Das Hauptmenü, das sich bisher in Form einer Bücherliste präsentiert hat, wurde komplett neu designt. Angezeigt werden nun die drei zuletzt gelesenen sowie weiter unten die aktuell heruntergeladenen Bücher, die sich mit nur einem Klick direkt öffnen lassen. Um sich weitere Bücher anzeigen zu lassen, kann die Liste einfach nach rechts verschoben werden.

Die Zahl der Anwendungen im Hauptmenü wurde auf drei reduziert. Andere Anwendungen befinden sich nun in zwei aufklappbaren Kontextmenüs am oberen und unteren Rand des Displays. Die Einstellungen sind in einem separatem Icon zu finden.

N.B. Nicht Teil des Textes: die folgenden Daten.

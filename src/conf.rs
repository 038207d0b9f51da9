/*!
A parser for an INI file with the following structure:

```ini
[Switch]
; random when absent
datapath_id=0x0000000000000001
lookup_delay_ns=30
miss_send_len=128
flags=0

[Tables]
exact_max=65536
wildcard_max=100

[VPorts]
max=4096

[Topology]
hosts=3
; learning, drop or none
controller=learning
expiration_secs=0
frames=10

[Networks]
hosts=10.0.0.0/24
```

Every section and key is optional.
*/

use controller::{Controller, DropController, LearningController};
use datapath::{SwitchConfig, DEFAULT_LOOKUP_DELAY_NS};
use openflow::messages::{OFPC_FRAG_MASK, OFPC_SEND_FLOW_EXP};

use ini::ini;
use ini::Ini;

use ipnetwork::{IpNetworkError, Ipv4Network};

use rand;

use std::error;
use std::fmt;
use std::io;
use std::net::Ipv4Addr;
use std::num::ParseIntError;
use std::str::FromStr;
use std::time::Duration;

const SWITCH_SECTION: &str = "Switch";
const DATAPATH_ID_KEY: &str = "datapath_id";
const LOOKUP_DELAY_KEY: &str = "lookup_delay_ns";
const MISS_SEND_LEN_KEY: &str = "miss_send_len";
const FLAGS_KEY: &str = "flags";

const TABLES_SECTION: &str = "Tables";
const EXACT_MAX_KEY: &str = "exact_max";
const WILDCARD_MAX_KEY: &str = "wildcard_max";

const VPORTS_SECTION: &str = "VPorts";
const MAX_KEY: &str = "max";

const TOPOLOGY_SECTION: &str = "Topology";
const HOSTS_KEY: &str = "hosts";
const CONTROLLER_KEY: &str = "controller";
const EXPIRATION_KEY: &str = "expiration_secs";
const FRAMES_KEY: &str = "frames";

const NET_SECTION: &str = "Networks";

#[derive(Debug)]
pub enum Error {
    Ini(ini::Error),
    ParseInt(&'static str, &'static str, ParseIntError),
    InvalidValue(&'static str, &'static str, String),
    InvalidCidr(IpNetworkError, String),
}

impl fmt::Display for Error {
    fn fmt(&self, f: &mut fmt::Formatter) -> fmt::Result {
        match *self {
            Error::Ini(ref e) => write!(f, "{}", e),
            Error::ParseInt(s, k, ref e) => {
                write!(f, "Error on trying to parse '{}' in the [{}] section: {}", k, s, e)
            }
            Error::InvalidValue(s, k, ref v) => {
                write!(f, "The value '{}' of '{}' in the [{}] section is invalid", v, k, s)
            }
            Error::InvalidCidr(ref e, ref s) => {
                write!(f, "Error on trying to parse '{}' as IP CIDR: {}", s, e)
            }
        }
    }
}

impl From<Error> for io::Error {
    fn from(e: Error) -> Self {
        io::Error::new(io::ErrorKind::InvalidData, e)
    }
}

impl error::Error for Error {
    fn description(&self) -> &str {
        "INI configuration parser error"
    }
}

trait Section {
    type S;

    fn from_ini(conf: &Ini) -> Result<Self::S, Error>;
}

fn value<'a>(conf: &'a Ini, section: &'static str, key: &'static str) -> Option<&'a str> {
    conf.section(Some(section.to_owned()))
        .and_then(|properties| properties.get(key))
        .map(|v| v.as_str())
}

fn number<T>(conf: &Ini, section: &'static str, key: &'static str, default: T) -> Result<T, Error>
where
    T: FromStr<Err = ParseIntError>,
{
    match value(conf, section, key) {
        Some(v) => v.parse().map_err(|e| Error::ParseInt(section, key, e)),
        None => Ok(default),
    }
}

/// Parses a decimal or a 0x prefixed hexadecimal number
fn parse_u64(v: &str) -> Result<u64, ParseIntError> {
    if v.starts_with("0x") || v.starts_with("0X") {
        u64::from_str_radix(&v[2..], 16)
    }
    else {
        v.parse()
    }
}

impl Section for SwitchConfig {
    type S = SwitchConfig;

    fn from_ini(conf: &Ini) -> Result<Self::S, Error> {
        debug!(
            "Reading [{}], [{}] and [{}] sections",
            SWITCH_SECTION, TABLES_SECTION, VPORTS_SECTION
        );
        let defaults = SwitchConfig::default();

        let datapath_id = match value(conf, SWITCH_SECTION, DATAPATH_ID_KEY) {
            Some(v) => parse_u64(v).map_err(|e| Error::ParseInt(SWITCH_SECTION, DATAPATH_ID_KEY, e))?,
            None => rand::random(),
        };
        let flags = match value(conf, SWITCH_SECTION, FLAGS_KEY) {
            Some(v) => parse_u64(v).map_err(|e| Error::ParseInt(SWITCH_SECTION, FLAGS_KEY, e))?,
            None => u64::from(defaults.flags),
        };
        if flags & !u64::from(OFPC_SEND_FLOW_EXP | OFPC_FRAG_MASK) != 0 {
            return Err(Error::InvalidValue(SWITCH_SECTION, FLAGS_KEY, flags.to_string()));
        }
        let lookup_delay_ns = number(
            conf,
            SWITCH_SECTION,
            LOOKUP_DELAY_KEY,
            DEFAULT_LOOKUP_DELAY_NS,
        )?;

        let config = SwitchConfig {
            datapath_id: datapath_id,
            lookup_delay: Duration::from_nanos(lookup_delay_ns),
            flags: flags as u16,
            miss_send_len: number(conf, SWITCH_SECTION, MISS_SEND_LEN_KEY, defaults.miss_send_len)?,
            exact_max: number(conf, TABLES_SECTION, EXACT_MAX_KEY, defaults.exact_max)?,
            wildcard_max: number(conf, TABLES_SECTION, WILDCARD_MAX_KEY, defaults.wildcard_max)?,
            max_vports: number(conf, VPORTS_SECTION, MAX_KEY, defaults.max_vports)?,
            ..defaults
        };
        debug!("Got {:?}", config);
        Ok(config)
    }
}

/// Which controller the switch is connected to
#[derive(Debug, Clone, Copy, PartialEq)]
pub enum ControllerKind {
    Learning,
    Drop,
    None,
}

impl FromStr for ControllerKind {
    type Err = Error;

    fn from_str(kind: &str) -> Result<ControllerKind, Self::Err> {
        match kind {
            "learning" => Ok(ControllerKind::Learning),
            "drop" => Ok(ControllerKind::Drop),
            "none" => Ok(ControllerKind::None),
            _ => Err(Error::InvalidValue(TOPOLOGY_SECTION, CONTROLLER_KEY, kind.to_string())),
        }
    }
}

/// The simulated network around the switch
#[derive(Debug, Clone, PartialEq)]
pub struct Topology {
    /// One host is attached to every switch port
    pub hosts: usize,
    pub controller: ControllerKind,
    /// Hard timeout of the learned flows, 0 is permanent
    pub expiration_secs: u16,
    /// Frames each host sends
    pub frames: usize,
}

impl Default for Topology {
    fn default() -> Self {
        Topology {
            hosts: 3,
            controller: ControllerKind::Learning,
            expiration_secs: 0,
            frames: 10,
        }
    }
}

impl Topology {
    pub fn build_controller(&self) -> Option<Box<dyn Controller>> {
        match self.controller {
            ControllerKind::Learning => Some(Box::new(LearningController::new(self.expiration_secs))),
            ControllerKind::Drop => Some(Box::new(DropController::new())),
            ControllerKind::None => None,
        }
    }
}

impl Section for Topology {
    type S = Topology;

    fn from_ini(conf: &Ini) -> Result<Self::S, Error> {
        debug!("Reading [{}] section", TOPOLOGY_SECTION);
        let defaults = Topology::default();

        let hosts = number(conf, TOPOLOGY_SECTION, HOSTS_KEY, defaults.hosts)?;
        if hosts == 0 {
            return Err(Error::InvalidValue(TOPOLOGY_SECTION, HOSTS_KEY, hosts.to_string()));
        }
        let controller = match value(conf, TOPOLOGY_SECTION, CONTROLLER_KEY) {
            Some(kind) => ControllerKind::from_str(kind)?,
            None => defaults.controller,
        };
        let topology = Topology {
            hosts: hosts,
            controller: controller,
            expiration_secs: number(conf, TOPOLOGY_SECTION, EXPIRATION_KEY, defaults.expiration_secs)?,
            frames: number(conf, TOPOLOGY_SECTION, FRAMES_KEY, defaults.frames)?,
        };
        debug!("Got {:?}", topology);
        Ok(topology)
    }
}

impl Section for Ipv4Network {
    type S = Ipv4Network;

    fn from_ini(conf: &Ini) -> Result<Self::S, Error> {
        debug!("Reading [{}] section", NET_SECTION);

        let net = match value(conf, NET_SECTION, HOSTS_KEY) {
            Some(hosts) => {
                Ipv4Network::from_str(hosts).map_err(|e| Error::InvalidCidr(e, hosts.to_string()))?
            }
            None => Ipv4Network::new(Ipv4Addr::new(10, 0, 0, 0), 24)
                .map_err(|e| Error::InvalidCidr(e, "10.0.0.0/24".to_string()))?,
        };

        debug!("Got {:?}", net);
        Ok(net)
    }
}

/// A complete simulation setup
#[derive(Debug, Clone)]
pub struct Setup {
    pub switch: SwitchConfig,
    pub topology: Topology,
    pub network: Ipv4Network,
}

impl Setup {
    /// The address of host `idx`, counting from the first address after the network address
    pub fn host_addr(&self, idx: usize) -> Option<Ipv4Addr> {
        let capacity = 1u64 << (32 - u32::from(self.network.prefix()));
        let offset = idx as u64 + 1;
        // the broadcast address is left out
        if offset + 1 >= capacity {
            return None;
        }
        Some(Ipv4Addr::from(u32::from(self.network.network()) + offset as u32))
    }
}

/// Reads every section of `conf`. Missing sections and keys get their defaults.
pub fn parse(conf: &Ini) -> Result<Setup, Error> {
    let setup = Setup {
        switch: SwitchConfig::from_ini(conf)?,
        topology: Topology::from_ini(conf)?,
        network: Ipv4Network::from_ini(conf)?,
    };
    if setup.host_addr(setup.topology.hosts - 1).is_none() {
        return Err(Error::InvalidValue(
            TOPOLOGY_SECTION,
            HOSTS_KEY,
            setup.topology.hosts.to_string(),
        ));
    }
    Ok(setup)
}

/// The setup of a run without an INI file
pub fn defaults() -> Result<Setup, Error> {
    parse(&Ini::new())
}

pub fn parse_file(path: &str) -> Result<Setup, Error> {
    info!("Reading INI file {}", path);

    let conf = match Ini::load_from_file(path) {
        Ok(i) => i,
        Err(e) => {
            return Err(Error::Ini(e));
        }
    };
    parse(&conf)
}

Benachrichtigungen wie z.B. vom ReadRate-Dienst werden durch ein Bildschirm-Symbol am oberen Displayrand dargestellt. Bei mehreren Meldungen zeigt eine Ziffer die genaue Benachrichtigungsanzahl an.

Personalisierte Bibliothek

Jedes Buch der Bibliothek wird jetzt groß und klar ersichtlich mit dem jeweiligen Cover dargestellt. Kategorien und sogenannte Regale können erstellt werden, in die nur bestimmte Genre, wie beispielsweise Krimis, einsortiert werden. Ebenso wurde das Katalog-System verbessert, in dem nun nach mehreren Kriterien gleichzeitig gesucht werden kann.

Reines Lesevergnügen

Um das Lesen so angenehm wie möglich zu gestalten, wurde die Leseseite sehr minimalistisch gehalten. Nur der Text und die Seitenzahl werden angezeigt. Alle anderen während des Lesens benötigten Informationen sind im Kontextmenü zugänglich und werden bei Modifikation sofort in das aktuell gelesene Buch übernommen.

Das Kontextmenü selbst kann individuell vom Nutzer angepasst und somit Funktionen hinzugefügt oder gelöscht werden.

Die neue PocketBook Benutzeroberfläche wird auf zwei neuen E-Ink-Readern zu finden sein, die Mitte Mai vorgestellt werden.